START MATERIALS PROVIDED

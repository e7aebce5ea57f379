// src/config.rs

use std::{env, net::SocketAddr, path::PathBuf, time::Duration};
use dotenvy::dotenv;

#[derive(Debug, Clone)]
pub struct Config {
    pub database_url: String,
    pub jwt_secret: String,
    /// Token lifetime in seconds.
    pub jwt_expiration: u64,
    pub rust_log: String,
    pub questions_path: PathBuf,
    pub reminder_interval: Duration,
    pub bind_addr: SocketAddr,
    pub log_dir: PathBuf,
}

fn var_or<T: std::str::FromStr>(key: &str, default: T) -> T {
    env::var(key)
        .ok()
        .and_then(|v| v.parse().ok())
        .unwrap_or(default)
}

impl Config {
    pub fn from_env() -> Self {
        dotenv().ok();

        let database_url = env::var("DATABASE_URL")
            .expect("DATABASE_URL must be set");

        let jwt_secret = env::var("JWT_SECRET")
            .expect("JWT_SECRET must be set");

        let rust_log = env::var("RUST_LOG")
            .unwrap_or_else(|_| "info".to_string());

        Self {
            database_url,
            jwt_secret,
            jwt_expiration: var_or("JWT_EXPIRATION", 86_400),
            rust_log,
            questions_path: var_or("QUESTIONS_PATH", PathBuf::from("config/questions.json")),
            reminder_interval: Duration::from_secs(var_or("REMINDER_INTERVAL_SECS", 60u64).max(1)),
            bind_addr: var_or("BIND_ADDR", SocketAddr::from(([0, 0, 0, 0], 3000))),
            log_dir: var_or("LOG_DIR", PathBuf::from("logs")),
        }
    }
}
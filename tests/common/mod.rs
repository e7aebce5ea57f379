// tests/common/mod.rs

#![allow(dead_code)]

use std::{
    collections::{BTreeMap, HashMap, HashSet},
    sync::{
        Arc, Mutex,
        atomic::{AtomicBool, Ordering},
    },
};

use async_trait::async_trait;
use chrono::{NaiveDate, Utc};
use cogassess::{
    models::{
        assessment::{AssessmentState, NewAssessmentMetric},
        question::Catalog,
        user::ReminderRecipient,
    },
    repository::{
        Advance, AssessmentStore, ResultRecord, StoreError, reminders::ReminderSource,
    },
    scoring::TestOutcome,
    services::{
        assessment::AssessmentService,
        notifier::{Notifier, NotifyError},
    },
};
use rand::{SeedableRng, rngs::StdRng};

pub const CATALOG: &str = r#"{
    "questions": [
        {"id": "mood", "title": "Mood", "type": "radio", "required": true,
         "options": [{"value": "1", "label": "Low"}, {"value": "5", "label": "High"}]},
        {"id": "notes", "title": "Notes", "type": "text", "metrics_type": "keyboard"},
        {"id": "cpt", "title": "Attention", "type": "cpt",
         "options": [{"value": "X", "label": "targets"}]},
        {"id": "dst", "title": "Digit Span", "type": "dst",
         "options": [{"value": "3", "label": "initialSpan"}]},
        {"id": "tmt", "title": "Trails", "type": "tmt"}
    ]
}"#;

#[derive(Default)]
struct Tables {
    next_id: i64,
    assessments: Vec<AssessmentState>,
    answers: BTreeMap<(i64, String), String>,
    metrics: Vec<(i64, NewAssessmentMetric)>,
    tests: Vec<(i64, TestOutcome)>,
}

/// In-memory `AssessmentStore` with the same guarantees as the Postgres one:
/// one incomplete attempt per user, guarded position updates and
/// all-or-nothing writes. Every method holds the lock for its whole body.
#[derive(Default)]
pub struct MemoryStore {
    tables: Mutex<Tables>,
    fail_writes: AtomicBool,
}

impl MemoryStore {
    pub fn new() -> Self {
        Self::default()
    }

    /// Makes every subsequent write fail as if the database went away.
    pub fn fail_writes(&self, fail: bool) {
        self.fail_writes.store(fail, Ordering::SeqCst);
    }

    fn check_writable(&self) -> Result<(), StoreError> {
        if self.fail_writes.load(Ordering::SeqCst) {
            return Err(StoreError::Database(sqlx::Error::PoolTimedOut));
        }
        Ok(())
    }

    pub fn assessments_for(&self, user_id: i64) -> Vec<AssessmentState> {
        let tables = self.tables.lock().unwrap();
        tables
            .assessments
            .iter()
            .filter(|a| a.user_id == user_id)
            .cloned()
            .collect()
    }

    pub fn answer_count(&self) -> usize {
        self.tables.lock().unwrap().answers.len()
    }

    pub fn tests_for(&self, assessment_id: i64) -> Vec<TestOutcome> {
        let tables = self.tables.lock().unwrap();
        tables
            .tests
            .iter()
            .filter(|(id, _)| *id == assessment_id)
            .map(|(_, t)| t.clone())
            .collect()
    }

    pub fn metrics_for(&self, assessment_id: i64) -> Vec<NewAssessmentMetric> {
        let tables = self.tables.lock().unwrap();
        tables
            .metrics
            .iter()
            .filter(|(id, _)| *id == assessment_id)
            .map(|(_, m)| m.clone())
            .collect()
    }

    /// Marks an attempt complete, finished at `day`.
    pub fn complete_on(&self, assessment_id: i64, day: NaiveDate) {
        let mut tables = self.tables.lock().unwrap();
        if let Some(a) = tables.assessments.iter_mut().find(|a| a.id == assessment_id) {
            a.is_complete = true;
            a.updated_at = Some(day.and_hms_opt(9, 0, 0).unwrap().and_utc());
        }
    }
}

#[async_trait]
impl AssessmentStore for MemoryStore {
    async fn find_active(&self, user_id: i64) -> Result<Option<AssessmentState>, StoreError> {
        let tables = self.tables.lock().unwrap();
        Ok(tables
            .assessments
            .iter()
            .find(|a| a.user_id == user_id && !a.is_complete)
            .cloned())
    }

    async fn active_or_create(
        &self,
        user_id: i64,
        order: &[i32],
    ) -> Result<AssessmentState, StoreError> {
        let mut tables = self.tables.lock().unwrap();
        if let Some(active) = tables
            .assessments
            .iter()
            .find(|a| a.user_id == user_id && !a.is_complete)
        {
            return Ok(active.clone());
        }
        if self.fail_writes.load(Ordering::SeqCst) {
            return Err(StoreError::Database(sqlx::Error::PoolTimedOut));
        }
        tables.next_id += 1;
        let now = Some(Utc::now());
        let state = AssessmentState {
            id: tables.next_id,
            user_id,
            is_complete: false,
            question_order: order.to_vec(),
            current_question_index: 0,
            created_at: now,
            updated_at: now,
        };
        tables.assessments.push(state.clone());
        Ok(state)
    }

    async fn find_latest(&self, user_id: i64) -> Result<Option<AssessmentState>, StoreError> {
        let tables = self.tables.lock().unwrap();
        let mine = tables.assessments.iter().filter(|a| a.user_id == user_id);
        if let Some(active) = mine.clone().find(|a| !a.is_complete) {
            return Ok(Some(active.clone()));
        }
        Ok(mine.max_by_key(|a| (a.updated_at, a.id)).cloned())
    }

    async fn find_assessment(
        &self,
        user_id: i64,
        assessment_id: i64,
    ) -> Result<Option<AssessmentState>, StoreError> {
        let tables = self.tables.lock().unwrap();
        Ok(tables
            .assessments
            .iter()
            .find(|a| a.id == assessment_id && a.user_id == user_id)
            .cloned())
    }

    async fn advance(&self, advance: Advance) -> Result<AssessmentState, StoreError> {
        self.check_writable()?;
        let mut tables = self.tables.lock().unwrap();
        let state = tables
            .assessments
            .iter_mut()
            .find(|a| {
                a.id == advance.assessment_id
                    && a.current_question_index == advance.from_position
                    && !a.is_complete
            })
            .ok_or(StoreError::Conflict(advance.assessment_id))?;

        state.current_question_index = advance.to_position();
        state.is_complete = advance.complete;
        state.updated_at = Some(Utc::now());
        let updated = state.clone();

        match advance.record {
            Some(ResultRecord::Answer { question_id, value }) => {
                tables.answers.insert((advance.assessment_id, question_id), value);
            }
            Some(ResultRecord::Test(outcome)) => {
                tables.tests.push((advance.assessment_id, outcome));
            }
            None => {}
        }
        Ok(updated)
    }

    async fn set_position(
        &self,
        assessment_id: i64,
        from_position: i32,
        to_position: i32,
    ) -> Result<AssessmentState, StoreError> {
        self.check_writable()?;
        let mut tables = self.tables.lock().unwrap();
        let state = tables
            .assessments
            .iter_mut()
            .find(|a| {
                a.id == assessment_id && a.current_question_index == from_position && !a.is_complete
            })
            .ok_or(StoreError::Conflict(assessment_id))?;
        state.current_question_index = to_position;
        Ok(state.clone())
    }

    async fn answers(&self, assessment_id: i64) -> Result<BTreeMap<String, String>, StoreError> {
        let tables = self.tables.lock().unwrap();
        Ok(tables
            .answers
            .iter()
            .filter(|((id, _), _)| *id == assessment_id)
            .map(|((_, q), v)| (q.clone(), v.clone()))
            .collect())
    }

    async fn save_metrics(
        &self,
        assessment_id: i64,
        metrics: &[NewAssessmentMetric],
    ) -> Result<usize, StoreError> {
        self.check_writable()?;
        let mut tables = self.tables.lock().unwrap();
        tables
            .metrics
            .extend(metrics.iter().cloned().map(|m| (assessment_id, m)));
        Ok(metrics.len())
    }
}

/// A service over a fresh `MemoryStore` and a seeded random source.
pub fn service(seed: u64) -> (AssessmentService<MemoryStore>, Arc<MemoryStore>) {
    let store = Arc::new(MemoryStore::new());
    let catalog = Catalog::from_json(CATALOG).expect("test catalog parses");
    let svc = AssessmentService::new(
        Arc::clone(&store),
        Arc::new(catalog),
        StdRng::seed_from_u64(seed),
    );
    (svc, store)
}

/// Reminder recipients plus the completion days of their attempts.
#[derive(Default)]
pub struct MemoryReminders {
    pub recipients: HashMap<String, Vec<ReminderRecipient>>,
    pub completed: HashSet<(i64, NaiveDate)>,
    /// Users whose completion lookup fails.
    pub broken: HashSet<i64>,
}

#[async_trait]
impl ReminderSource for MemoryReminders {
    async fn due_recipients(
        &self,
        reminder_time: &str,
    ) -> Result<Vec<ReminderRecipient>, StoreError> {
        Ok(self.recipients.get(reminder_time).cloned().unwrap_or_default())
    }

    async fn completed_on(&self, user_id: i64, day: NaiveDate) -> Result<bool, StoreError> {
        if self.broken.contains(&user_id) {
            return Err(StoreError::Database(sqlx::Error::PoolTimedOut));
        }
        Ok(self.completed.contains(&(user_id, day)))
    }
}

/// Records deliveries; fails for the configured users.
#[derive(Default)]
pub struct RecordingNotifier {
    pub failing: HashSet<i64>,
    pub sent: Mutex<Vec<i64>>,
}

#[async_trait]
impl Notifier for RecordingNotifier {
    async fn send_reminder(&self, recipient: &ReminderRecipient) -> Result<(), NotifyError> {
        if self.failing.contains(&recipient.id) {
            return Err(NotifyError::Delivery {
                user_id: recipient.id,
                reason: "mailbox unavailable".to_string(),
            });
        }
        self.sent.lock().unwrap().push(recipient.id);
        Ok(())
    }
}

END MATERIALS PROVIDED

● **WHAT IS EXPECTED**: All that is needed is how many lines of the data contain "HashMap", stated as a number.

● **EXPECTED OUTPUT**: 2